Real Estate Investment Trusts (REITs) were originally introduced to the market in the US in 1960 and have been around ever since, gradually making their way to destinations further afield. Basically, a REIT can be described as a company that manages a portfolio of real estate to earn a profit for its shareholders.
REITs benefit from escaping corporation tax
and in return must pay out 90 per cent of their property income to their shareholders.
By buying into a REIT, individuals who wish to invest in property can do so without physically having bought any bricks and mortar - it is down to the investment trust to purchase the property, which it then leases.
What is the Return on Investment?
Housing has long been considered to be an attractive market for investment and the opportunity to earn property-related returns without the hassle and initial cost of becoming a hands-on landlord makes REITs an effective real estate investment vehicle
. The trusts look to offer similar returns that would be seen if investors owned the property directly.
REITs generally offer a reliable source of income - with companies required to pay 90 per cent of the rent collected to shareholders - which can make them sound investments.
Pros and Cons
REITs give the average investor
the opportunity to enter into and learn about the commercial real estate market without any of the day-to-day complications of being a landlord. A separate body will arrange marketing, rent, client management and maintenance.

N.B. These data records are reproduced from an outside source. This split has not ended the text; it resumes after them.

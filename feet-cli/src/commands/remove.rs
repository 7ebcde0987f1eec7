//! `feet remove <feature> [--preserve]`

use anyhow::Result;
use clap::Args;
use colored::Colorize;

use feet_core::Config;
use feet_sync::pipeline;

use super::{display_path, print_manifest_result};

/// Remove an existing feature.
#[derive(Args, Debug)]
pub struct RemoveArgs {
    /// The name of the feature, a path relative to the root directory.
    pub feature: String,

    /// Preserve the source directory.
    #[arg(long, short = 'p')]
    pub preserve: bool,
}

impl RemoveArgs {
    pub fn run(self, config: &Config) -> Result<()> {
        let outcome = pipeline::remove(config, &self.feature, self.preserve)?;

        println!(
            "{} Removed {} feature '{}'",
            "✓".green(),
            outcome.feature.mode,
            outcome.feature.path
        );
        if self.preserve {
            println!("  {}", "source directory preserved".dimmed());
        }
        for dir in &outcome.directories {
            println!("  -  {}", display_path(config, dir));
        }
        print_manifest_result(config, &outcome.manifest);
        Ok(())
    }
}
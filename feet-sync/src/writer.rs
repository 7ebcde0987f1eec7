//! Manifest writer.
//!
//! ## `sync_manifest`
//!
//! 1. Load the base manifest (`baseProject`).
//! 2. Apply every registered feature in registry order.
//! 3. Compare with the current output (`project`) → skip if identical.
//! 4. Write to `<project>.tmp`, rename to the final path.

use std::io::ErrorKind;
use std::path::{Path, PathBuf};

use feet_core::{json, types::Registry, Config};

use crate::error::{io_err, SyncError};
use crate::manifest;

// ---------------------------------------------------------------------------
// Write result
// ---------------------------------------------------------------------------

/// Outcome of writing the output manifest.
#[derive(Debug, Clone, PartialEq, Eq)]
pub enum WriteResult {
    /// File was written (content changed or did not previously exist).
    Written { path: PathBuf },
    /// File was skipped — rendered content matches what is on disk.
    Unchanged { path: PathBuf },
    /// `--dry-run` mode: the file *would* have been written.
    WouldWrite { path: PathBuf },
}

impl WriteResult {
    pub fn path(&self) -> &Path {
        match self {
            WriteResult::Written { path }
            | WriteResult::Unchanged { path }
            | WriteResult::WouldWrite { path } => path,
        }
    }
}

// ---------------------------------------------------------------------------
// write_if_changed
// ---------------------------------------------------------------------------

pub(crate) fn write_if_changed(
    path: &Path,
    content: &str,
    dry_run: bool,
) -> Result<WriteResult, SyncError> {
    if read_existing(path)?.as_deref() == Some(content) {
        tracing::debug!("unchanged: {}", path.display());
        return Ok(WriteResult::Unchanged {
            path: path.to_path_buf(),
        });
    }

    if dry_run {
        tracing::info!("[dry-run] would write: {}", path.display());
        return Ok(WriteResult::WouldWrite {
            path: path.to_path_buf(),
        });
    }

    json::write_atomic(path, content)?;
    tracing::info!("wrote: {}", path.display());
    Ok(WriteResult::Written {
        path: path.to_path_buf(),
    })
}

/// Current content of `path`, `None` if it does not exist.
pub(crate) fn read_existing(path: &Path) -> Result<Option<String>, SyncError> {
    match std::fs::read_to_string(path) {
        Ok(content) => Ok(Some(content.replace("\r\n", "\n"))),
        Err(err) if err.kind() == ErrorKind::NotFound => Ok(None),
        Err(err) => Err(io_err(path, err)),
    }
}

// ---------------------------------------------------------------------------
// sync_manifest
// ---------------------------------------------------------------------------

/// Regenerate the output manifest from the base manifest and `registry`.
pub fn sync_manifest(
    config: &Config,
    registry: &Registry,
    dry_run: bool,
) -> Result<WriteResult, SyncError> {
    let rendered = manifest::render(config, registry)?;
    write_if_changed(&config.project_path(), &rendered, dry_run)
}

// ---------------------------------------------------------------------------
// Tests
// ---------------------------------------------------------------------------

#[cfg(test)]
mod tests {
    use super::*;
    use feet_core::types::{Feature, FeatureMode, FeaturePath};
    use serde_json::Value;
    use std::fs;
    use tempfile::TempDir;

    const BASE: &str = r#"{
	"name": "game",
	"tree": {
		"$className": "DataModel",
		"ReplicatedStorage": { "$className": "ReplicatedStorage" },
		"ServerScriptService": { "$className": "ServerScriptService" },
		"StarterPlayer": {
			"$className": "StarterPlayer",
			"StarterPlayerScripts": { "$className": "StarterPlayerScripts" }
		}
	}
}"#;

    fn setup() -> (TempDir, Config) {
        let dir = TempDir::new().unwrap();
        fs::write(dir.path().join("base.project.json"), BASE).unwrap();
        let config = Config::with_defaults(dir.path());
        (dir, config)
    }

    fn registry(features: &[(&str, FeatureMode)]) -> Registry {
        Registry {
            features: features
                .iter()
                .map(|(path, mode)| Feature {
                    path: FeaturePath::from(*path),
                    mode: *mode,
                })
                .collect(),
        }
    }

    fn read_output(config: &Config) -> Value {
        serde_json::from_str(&fs::read_to_string(config.project_path()).unwrap()).unwrap()
    }

    #[test]
    fn first_sync_writes_manifest() {
        let (_dir, config) = setup();
        let reg = registry(&[("combat", FeatureMode::Folder)]);
        let result = sync_manifest(&config, &reg, false).unwrap();
        assert!(matches!(result, WriteResult::Written { .. }));

        let out = read_output(&config);
        assert_eq!(
            out["tree"]["ReplicatedStorage"]["combat"]["$path"]["optional"],
            "src/combat/shared"
        );
        assert_eq!(out["name"], "game");
    }

    #[test]
    fn second_sync_same_registry_is_unchanged() {
        let (_dir, config) = setup();
        let reg = registry(&[("net", FeatureMode::Server)]);
        sync_manifest(&config, &reg, false).unwrap();
        let result = sync_manifest(&config, &reg, false).unwrap();
        assert!(matches!(result, WriteResult::Unchanged { .. }));
    }

    #[test]
    fn dry_run_does_not_write_file() {
        let (_dir, config) = setup();
        let reg = registry(&[("net", FeatureMode::Server)]);
        let result = sync_manifest(&config, &reg, true).unwrap();
        assert!(matches!(result, WriteResult::WouldWrite { .. }));
        assert!(!config.project_path().exists(), "dry-run must not create files");
    }

    #[test]
    fn typed_source_marker_switches_output_root() {
        let (dir, config) = setup();
        fs::write(dir.path().join("tsconfig.json"), "{}").unwrap();
        let reg = registry(&[("ui/hud", FeatureMode::Client)]);
        sync_manifest(&config, &reg, false).unwrap();

        let out = read_output(&config);
        assert_eq!(
            out["tree"]["StarterPlayer"]["StarterPlayerScripts"]["ui"]["hud"]["$path"]["optional"],
            "out/ui/hud"
        );
    }

    #[test]
    fn configured_out_dir_wins_over_marker() {
        let (dir, mut config) = setup();
        fs::write(dir.path().join("tsconfig.json"), "{}").unwrap();
        config.out_dir = Some("build".into());
        let reg = registry(&[("net", FeatureMode::Server)]);
        sync_manifest(&config, &reg, false).unwrap();

        let out = read_output(&config);
        assert_eq!(out["tree"]["ServerScriptService"]["net"]["$path"]["optional"], "build/net");
    }

    #[test]
    fn removed_feature_disappears_from_output() {
        let (_dir, config) = setup();
        sync_manifest(&config, &registry(&[("ui/hud", FeatureMode::Client)]), false).unwrap();
        sync_manifest(&config, &registry(&[]), false).unwrap();

        let out = read_output(&config);
        assert!(out["tree"]["StarterPlayer"]["StarterPlayerScripts"]
            .get("ui")
            .is_none());
    }

    #[test]
    fn missing_base_manifest_is_fatal() {
        let dir = TempDir::new().unwrap();
        let config = Config::with_defaults(dir.path());
        let err = sync_manifest(&config, &Registry::default(), false).unwrap_err();
        assert!(matches!(err, SyncError::ManifestNotFound { .. }), "got: {err}");
        assert!(!config.project_path().exists());
    }

    #[test]
    fn malformed_base_manifest_is_parse_error() {
        let dir = TempDir::new().unwrap();
        fs::write(dir.path().join("base.project.json"), "[\"not\", \"an object\"]").unwrap();
        let config = Config::with_defaults(dir.path());
        let err = sync_manifest(&config, &Registry::default(), false).unwrap_err();
        assert!(matches!(err, SyncError::ManifestParse { .. }), "got: {err}");
    }

    #[test]
    fn base_manifest_is_never_modified() {
        let (dir, config) = setup();
        sync_manifest(&config, &registry(&[("combat", FeatureMode::Folder)]), false).unwrap();
        let base = fs::read_to_string(dir.path().join("base.project.json")).unwrap();
        assert_eq!(base, BASE);
    }
}
//! Error types for feet-core.

use std::path::PathBuf;

use thiserror::Error;

/// All errors that can arise from configuration, registry and lifecycle operations.
#[derive(Debug, Error)]
pub enum FeetError {
    /// `add` was called with a path that is already registered.
    #[error("feature '{path}' already exists")]
    DuplicateFeature { path: String },

    /// Something already occupies the directory a new feature would own.
    #[error("'{}' already exists, cannot create feature", path.display())]
    PathConflict { path: PathBuf },

    /// `remove` was called with a path that is not registered.
    #[error("feature '{path}' does not exist")]
    UnknownFeature { path: String },

    /// A folder feature holds an entry other than `server`, `client` or `shared`.
    #[error("feature item '{item}' is unknown, can't remove feature '{feature}'")]
    UnexpectedItem { feature: String, item: String },

    /// A directory that would be deleted still has entries.
    #[error("'{}' is not empty, can't remove feature", path.display())]
    NonEmptyDirectory { path: PathBuf },

    /// The filesystem refused to remove a feature directory because entries remain.
    #[error("feature directory '{}' is not empty after removing its subdirectories", path.display())]
    DirectoryNotEmpty { path: PathBuf },

    /// The feature path cannot be used as a relative, slash-separated key.
    #[error("invalid feature path '{path}': {reason}")]
    InvalidFeaturePath { path: String, reason: &'static str },

    /// `feet.json` exists but is not a JSON object.
    #[error("failed to parse config at {}: {source}", path.display())]
    ConfigParse {
        path: PathBuf,
        #[source]
        source: serde_json::Error,
    },

    /// The registry file exists but is malformed.
    #[error("failed to parse registry at {}: {source}", path.display())]
    Parse {
        path: PathBuf,
        #[source]
        source: serde_json::Error,
    },

    /// The registry parsed, but an entry has an invalid or repeated path.
    #[error("invalid registry at {}: {reason}", path.display())]
    InvalidRegistry { path: PathBuf, reason: String },

    /// JSON serialization error (save path).
    #[error("JSON serialization error: {0}")]
    Json(#[from] serde_json::Error),

    /// Underlying I/O failure, annotated with the path involved.
    #[error("I/O error at {}: {source}", path.display())]
    Io {
        path: PathBuf,
        #[source]
        source: std::io::Error,
    },
}

/// Convenience constructor for [`FeetError::Io`].
pub fn io_err(path: impl Into<PathBuf>, source: std::io::Error) -> FeetError {
    FeetError::Io {
        path: path.into(),
        source,
    }
}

Perhaps the main risk lies in hedging your bets on the property market. If your main investment is your own home and you only have limited investments in the stock market, for example, you would be particularly at risk from any problems in the property market. Your home could lose value and so could your shares in the REIT.
REIT share prices tend to be less volatile than equity stocks on the whole. This is because rental income and management expenses are predictable in both long and short timeframes.
Furthermore, analysts are able to predict the performance of REITs more easily than more volatile stocks and other investment classes, making them a useful portfolio diversification.